Symptoms can range from stomach ulcers to blood sugar disturbances to heart valve disorders, and can often be difficult to diagnose because these symptoms can come on gradually over weeks to months. Some types of neuroendocrine tumors are associated with genetic mutations that can be passed from generation to generation; genetic testing can help both patients and their families.

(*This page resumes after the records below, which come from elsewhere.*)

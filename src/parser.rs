// ABOUTME: Line-oriented, indentation-sensitive parser building the function table

use crate::ast::{BlockKind, Expression, Function, Program, Scope, Statement};
use crate::builtins::{is_builtin, Builtin};
use crate::error::Fault;
use crate::lexer::{is_identifier, is_int_literal};

/// Parses full source text into a program. The first violation aborts the
/// parse and is returned as a syntax fault at its 1-based line.
pub fn parse_program(source: &str) -> Result<Program, Fault> {
    Parser::new(source).parse()
}

struct Parser<'src> {
    lines: Vec<&'src str>,
}

impl<'src> Parser<'src> {
    fn new(source: &'src str) -> Self {
        Parser {
            lines: source.split('\n').collect(),
        }
    }

    /// Top-level loop. Only blank lines and `def` headers are valid here;
    /// each `def` consumes its indented body before control returns.
    fn parse(&self) -> Result<Program, Fault> {
        let mut program = Program::default();
        let mut index = 0;

        while index < self.lines.len() {
            let line = self.lines[index];
            if line.trim().is_empty() {
                index += 1;
            } else if line.starts_with("def") {
                index = self.parse_function(index, &mut program)?;
            } else {
                return Err(Fault::syntax(index + 1));
            }
        }

        Ok(program)
    }

    /// Parses a `def` header and its one-space-indented body, returning the
    /// index of the first line past the function.
    fn parse_function(&self, index: usize, program: &mut Program) -> Result<usize, Fault> {
        let line_num = index + 1;
        let header: Vec<&str> = self.lines[index].split_whitespace().collect();

        if header.len() < 2 || header[0] != "def" {
            return Err(Fault::syntax(line_num));
        }

        let name = header[1];
        let params = &header[2..];

        for param in params {
            if !is_identifier(param) {
                return Err(Fault::syntax(line_num));
            }
        }
        if !is_identifier(name) || is_builtin(name) || program.lookup(name).is_some() {
            return Err(Fault::syntax(line_num));
        }

        // The record joins the table before its body parses, which is what
        // lets a body call its own function recursively.
        program.functions.push(Function {
            name: name.to_string(),
            params: params.iter().map(|p| p.to_string()).collect(),
            body: Scope::default(),
            line: line_num,
        });

        let (body, next) = self.parse_scope(index + 1, 1)?;
        let slot = program.functions.len() - 1;
        program.functions[slot].body = body;

        Ok(next)
    }

    /// Consumes the consecutive lines belonging to a scope at the given
    /// indent width: blank lines, or lines whose first non-space character
    /// is a letter at exactly that column. Returns the scope and the index
    /// of the first line that fell outside it.
    fn parse_scope(&self, mut index: usize, indent: usize) -> Result<(Scope, usize), Fault> {
        let mut scope = Scope::default();

        while index < self.lines.len() {
            let line = self.lines[index];
            if line.trim().is_empty() {
                index += 1;
                continue;
            }
            if !opens_at(line, indent) {
                break;
            }

            let line_num = index + 1;
            let parts: Vec<&str> = line.split_whitespace().collect();

            if parts.len() < 2 {
                return Err(Fault::syntax(line_num));
            } else if parts.len() == 2 {
                // two-token lines are predicate headers, nothing else
                let kind = match parts[0] {
                    "if" => BlockKind::If,
                    "while" => BlockKind::While,
                    _ => return Err(Fault::syntax(line_num)),
                };
                if !is_identifier(parts[1]) {
                    return Err(Fault::syntax(line_num));
                }

                let (body, next) = self.parse_scope(index + 1, indent + 1)?;
                scope.statements.push(Statement::Block {
                    kind,
                    predicate: parts[1].to_string(),
                    body,
                    line: line_num,
                });
                index = next;
            } else if parts[1] == "=" {
                scope.statements.push(parse_assignment(&parts, line_num)?);
                index += 1;
            } else {
                return Err(Fault::syntax(line_num));
            }
        }

        Ok((scope, index))
    }
}

/// A line opens inside a scope of width `indent` when it carries exactly
/// that many leading spaces followed by a letter.
fn opens_at(line: &str, indent: usize) -> bool {
    let bytes = line.as_bytes();
    bytes.len() > indent
        && bytes[..indent].iter().all(|&b| b == b' ')
        && bytes[indent].is_ascii_alphabetic()
}

/// Parses `<target> = <rhs…>` from a whitespace-split statement line.
fn parse_assignment(parts: &[&str], line_num: usize) -> Result<Statement, Fault> {
    let target = parts[0];
    if !is_identifier(target) {
        return Err(Fault::syntax(line_num));
    }

    let rhs = parse_rhs(&parts[2..], line_num)?;
    Ok(Statement::Assignment {
        target: target.to_string(),
        rhs,
        line: line_num,
    })
}

/// Parses the right-hand side of an assignment: a single integer literal,
/// an operator applied to two variables, or a call with variable arguments.
fn parse_rhs(tokens: &[&str], line_num: usize) -> Result<Expression, Fault> {
    let (head, rest) = match tokens.split_first() {
        Some(split) => split,
        None => return Err(Fault::syntax(line_num)),
    };

    if rest.is_empty() && is_int_literal(head) {
        // a literal wider than i64 has no representable value
        return head
            .parse()
            .map(Expression::Literal)
            .map_err(|_| Fault::syntax(line_num));
    }

    if rest.len() == 2 {
        if let Some(op) = Builtin::from_name(head) {
            if !(is_identifier(rest[0]) && is_identifier(rest[1])) {
                return Err(Fault::syntax(line_num));
            }
            return Ok(Expression::BuiltinOp {
                op,
                left: rest[0].to_string(),
                right: rest[1].to_string(),
            });
        }
    }

    // Everything else is a call. An operator name outside the exact
    // three-token form is malformed, as is any non-identifier token.
    if is_builtin(head) || !is_identifier(head) {
        return Err(Fault::syntax(line_num));
    }
    for arg in rest {
        if !is_identifier(arg) {
            return Err(Fault::syntax(line_num));
        }
    }

    Ok(Expression::Call {
        callee: head.to_string(),
        args: rest.iter().map(|a| a.to_string()).collect(),
    })
}
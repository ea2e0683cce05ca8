// ABOUTME: Lexical predicates for identifiers and signed integer literals

use lazy_static::lazy_static;
use regex::Regex;

lazy_static! {
    static ref IDENTIFIER: Regex = Regex::new("^[A-Za-z][A-Za-z0-9_]*$").unwrap();
}

/// True iff `s` is a valid variable or function name.
pub fn is_identifier(s: &str) -> bool {
    IDENTIFIER.is_match(s)
}

/// True iff `s` is a decimal integer literal with at most one leading `-`.
pub fn is_int_literal(s: &str) -> bool {
    let digits = s.strip_prefix('-').unwrap_or(s);
    !digits.is_empty() && digits.bytes().all(|b| b.is_ascii_digit())
}

#[cfg(test)]
mod tests {
    use super::*;

    #[test]
    fn test_identifiers() {
        assert!(is_identifier("x"));
        assert!(is_identifier("foo"));
        assert!(is_identifier("Foo_9"));
        assert!(is_identifier("a1_b2"));

        assert!(!is_identifier(""));
        assert!(!is_identifier("1x"));
        assert!(!is_identifier("_x"));
        assert!(!is_identifier("foo-bar"));
        assert!(!is_identifier("foo bar"));
        assert!(!is_identifier("="));
    }

    #[test]
    fn test_int_literals() {
        assert!(is_int_literal("0"));
        assert!(is_int_literal("42"));
        assert!(is_int_literal("-42"));
        assert!(is_int_literal("007"));
        assert!(is_int_literal("-0"));

        assert!(!is_int_literal(""));
        assert!(!is_int_literal("-"));
        assert!(!is_int_literal("--5"));
        assert!(!is_int_literal("+5"));
        assert!(!is_int_literal("4.2"));
        assert!(!is_int_literal("x"));
        assert!(!is_int_literal("4x"));
    }
}
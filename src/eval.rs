// ABOUTME: Tree-walking evaluator executing statements against flat environments

use crate::ast::{BlockKind, Expression, Function, Program, Scope, Statement};
use crate::config::LimitsConfig;
use crate::env::Environment;
use crate::error::{ErrorKind, EvalError, Fault};

/// Executes functions of a parsed program. Build one per dispatch: the
/// depth and step counters start fresh each time, so repeated runs over the
/// same program stay deterministic.
///
/// The evaluator works on whatever program it is handed. On a tree that
/// skipped the static pass, unresolved calls surface as name and type
/// faults at the calling assignment's line.
pub struct Evaluator<'p> {
    program: &'p Program,
    limits: LimitsConfig,
    depth: usize,
    steps: u64,
}

impl<'p> Evaluator<'p> {
    pub fn new(program: &'p Program) -> Self {
        Evaluator::with_limits(program, LimitsConfig::default())
    }

    pub fn with_limits(program: &'p Program, limits: LimitsConfig) -> Self {
        Evaluator {
            program,
            limits,
            depth: 0,
            steps: 0,
        }
    }

    /// Dispatches a named entry point. An unknown name faults at line 0,
    /// the only fault with no source position.
    pub fn invoke(&mut self, entry: &str, args: &[i64]) -> Result<i64, Fault> {
        let program = self.program;
        let function = program.lookup(entry).ok_or(Fault::runtime(0))?;
        self.call(function, args)
    }

    /// Runs a function in a fresh environment: return slot seeded to 0,
    /// parameters bound in order, body statements in sequence. An argument
    /// count that disagrees with the definition faults at the def line, as
    /// does blowing a configured call-depth limit.
    fn call(&mut self, function: &'p Function, args: &[i64]) -> Result<i64, Fault> {
        if args.len() != function.params.len() {
            return Err(Fault::runtime(function.line));
        }
        if let Some(limit) = self.limits.max_call_depth {
            if self.depth >= limit {
                return Err(Fault::runtime(function.line));
            }
        }

        self.depth += 1;
        let result = self.run_body(function, args);
        self.depth -= 1;
        result
    }

    fn run_body(&mut self, function: &'p Function, args: &[i64]) -> Result<i64, Fault> {
        let mut env = Environment::new();
        env.assign(&function.name, 0);
        for (param, &value) in function.params.iter().zip(args) {
            env.assign(param, value);
        }

        self.exec_scope(&function.body, &mut env)?;
        Ok(env.fetch(&function.name))
    }

    fn exec_scope(&mut self, scope: &'p Scope, env: &mut Environment) -> Result<(), Fault> {
        for statement in &scope.statements {
            self.exec_statement(statement, env)?;
        }
        Ok(())
    }

    fn exec_statement(
        &mut self,
        statement: &'p Statement,
        env: &mut Environment,
    ) -> Result<(), Fault> {
        self.count_step(statement.line())?;

        match statement {
            Statement::Assignment { target, rhs, line } => {
                match self.eval_expression(rhs, env) {
                    Ok(value) => {
                        env.assign(target, value);
                        Ok(())
                    }
                    // the statement's own failures pick up its line; a fault
                    // out of a callee frame keeps the line it was born with
                    Err(EvalError::Raised(kind)) => Err(Fault::new(*line, kind)),
                    Err(EvalError::Located(fault)) => Err(fault),
                }
            }
            Statement::Block {
                kind,
                predicate,
                body,
                line,
            } => {
                // first reference of a predicate defines it as 0 and skips
                // the block without a single body pass
                if !env.contains(predicate) {
                    env.assign(predicate, 0);
                    return Ok(());
                }

                match kind {
                    BlockKind::If => {
                        if env.fetch(predicate) != 0 {
                            self.exec_scope(body, env)?;
                        }
                    }
                    BlockKind::While => {
                        while env.fetch(predicate) != 0 {
                            self.count_step(*line)?;
                            self.exec_scope(body, env)?;
                        }
                    }
                }
                Ok(())
            }
        }
    }

    fn eval_expression(
        &mut self,
        expression: &'p Expression,
        env: &mut Environment,
    ) -> Result<i64, EvalError> {
        match expression {
            Expression::Literal(value) => Ok(*value),
            Expression::BuiltinOp { op, left, right } => {
                let left = env.fetch(left);
                let right = env.fetch(right);
                op.apply(left, right)
            }
            Expression::Call { callee, args } => {
                let program = self.program;
                // resolution precedes argument reads, so arguments of an
                // unresolvable call are never implicitly defined
                let function = match program.lookup(callee) {
                    Some(function) => function,
                    // a bare name that matches no function is a plain
                    // variable read; with arguments it is a failed call
                    None if args.is_empty() => return Ok(env.fetch(callee)),
                    None => return Err(EvalError::Raised(ErrorKind::Name)),
                };
                if function.params.len() != args.len() {
                    return Err(EvalError::Raised(ErrorKind::Type));
                }

                let values: Vec<i64> = args.iter().map(|arg| env.fetch(arg)).collect();
                self.call(function, &values).map_err(EvalError::Located)
            }
        }
    }

    fn count_step(&mut self, line: usize) -> Result<(), Fault> {
        if let Some(limit) = self.limits.max_steps {
            self.steps += 1;
            if self.steps > limit {
                return Err(Fault::runtime(line));
            }
        }
        Ok(())
    }
}
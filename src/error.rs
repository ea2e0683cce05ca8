// ABOUTME: Error types for parse and evaluation failures

use std::fmt;
use thiserror::Error;

/// Categorical error tags surfaced to callers.
#[derive(Debug, Clone, Copy, PartialEq, Eq)]
pub enum ErrorKind {
    Syntax,
    Runtime,
    Name,
    Type,
}

impl ErrorKind {
    /// The literal diagnostic string for this tag.
    pub fn as_str(self) -> &'static str {
        match self {
            ErrorKind::Syntax => "SyntaxError",
            ErrorKind::Runtime => "RuntimeError",
            ErrorKind::Name => "NameError",
            ErrorKind::Type => "TypeError",
        }
    }
}

impl fmt::Display for ErrorKind {
    fn fmt(&self, f: &mut fmt::Formatter<'_>) -> fmt::Result {
        f.write_str(self.as_str())
    }
}

/// A failed operation: the 1-based source line it originated from plus its
/// tag. Unknown-entry faults carry line 0, the only case with no source
/// position to report.
#[derive(Error, Debug, Clone, Copy, PartialEq, Eq)]
#[error("line {line}: {kind}")]
pub struct Fault {
    pub line: usize,
    pub kind: ErrorKind,
}

impl Fault {
    pub fn new(line: usize, kind: ErrorKind) -> Self {
        Fault { line, kind }
    }

    pub fn syntax(line: usize) -> Self {
        Fault::new(line, ErrorKind::Syntax)
    }

    pub fn runtime(line: usize) -> Self {
        Fault::new(line, ErrorKind::Runtime)
    }
}

/// Expression-level failures.
///
/// A `Raised` error was produced by the expression itself and carries no
/// line yet; the enclosing statement tags it with its own. A `Located`
/// fault came out of a callee's body and propagates verbatim.
#[derive(Error, Debug, Clone, Copy, PartialEq, Eq)]
pub enum EvalError {
    #[error("{0}")]
    Raised(ErrorKind),
    #[error(transparent)]
    Located(#[from] Fault),
}

#[cfg(test)]
mod tests {
    use super::*;

    #[test]
    fn test_kind_strings() {
        assert_eq!(ErrorKind::Syntax.as_str(), "SyntaxError");
        assert_eq!(ErrorKind::Runtime.as_str(), "RuntimeError");
        assert_eq!(ErrorKind::Name.as_str(), "NameError");
        assert_eq!(ErrorKind::Type.as_str(), "TypeError");
    }

    #[test]
    fn test_fault_display() {
        let fault = Fault::syntax(3);
        assert_eq!(fault.to_string(), "line 3: SyntaxError");
        assert_eq!(Fault::runtime(0).to_string(), "line 0: RuntimeError");
    }
}
// ABOUTME: Per-invocation variable environment with implicit-zero reads

use std::collections::HashMap;

/// A flat mapping from variable names to integers, one per function
/// invocation. Predicate blocks group statements at parse time only and do
/// not open nested scopes at runtime, so there is no parent chain.
#[derive(Debug, Default)]
pub struct Environment {
    bindings: HashMap<String, i64>,
}

impl Environment {
    pub fn new() -> Self {
        Environment {
            bindings: HashMap::new(),
        }
    }

    /// Reads a variable. A name not yet present is defined as 0 at the
    /// moment of first reference, and 0 is returned.
    pub fn fetch(&mut self, name: &str) -> i64 {
        if let Some(&value) = self.bindings.get(name) {
            return value;
        }
        self.bindings.insert(name.to_string(), 0);
        0
    }

    /// Binds `name` to `value`, creating or overwriting as needed.
    pub fn assign(&mut self, name: &str, value: i64) {
        self.bindings.insert(name.to_string(), value);
    }

    /// True iff `name` has been defined in this invocation.
    pub fn contains(&self, name: &str) -> bool {
        self.bindings.contains_key(name)
    }
}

Pancreatic or Gastroenteropancreatic Neuroendocrine Tumors

Neuroendocrine tumors that originate in the pancreas or nearby intestine are called gastroenteropancreatic neuroendocrine tumors because of their location in the upper part of the abdomen. Symptoms from these tumors vary widely and are based on the hormones each type produces.


Carcinoid tumors are neuroendocrine tumors that produce a hormone called serotonin, which in high levels can cause flushing, palpitations and dizziness. These tumors usually originate in the intestine, but can also be found in the lungs or liver.

Treatment of Neuroendocrine Tumors

The treatment for neuroendocrine tumors depends on the type of tumor and whether the tumor has spread to other organs or tissues. Our physicians will recommend medication to treat the symptoms of hormone excess, as well as surgical removal of the tumor.

The medical outcomes and the cure rates of these tumors also vary widely, depending on the type of tumor and how early the diagnosis is made. Because patients with neuroendocrine tumors often require care provided across several specialties, a multidisciplinary approach can offer the best care and chance for cure.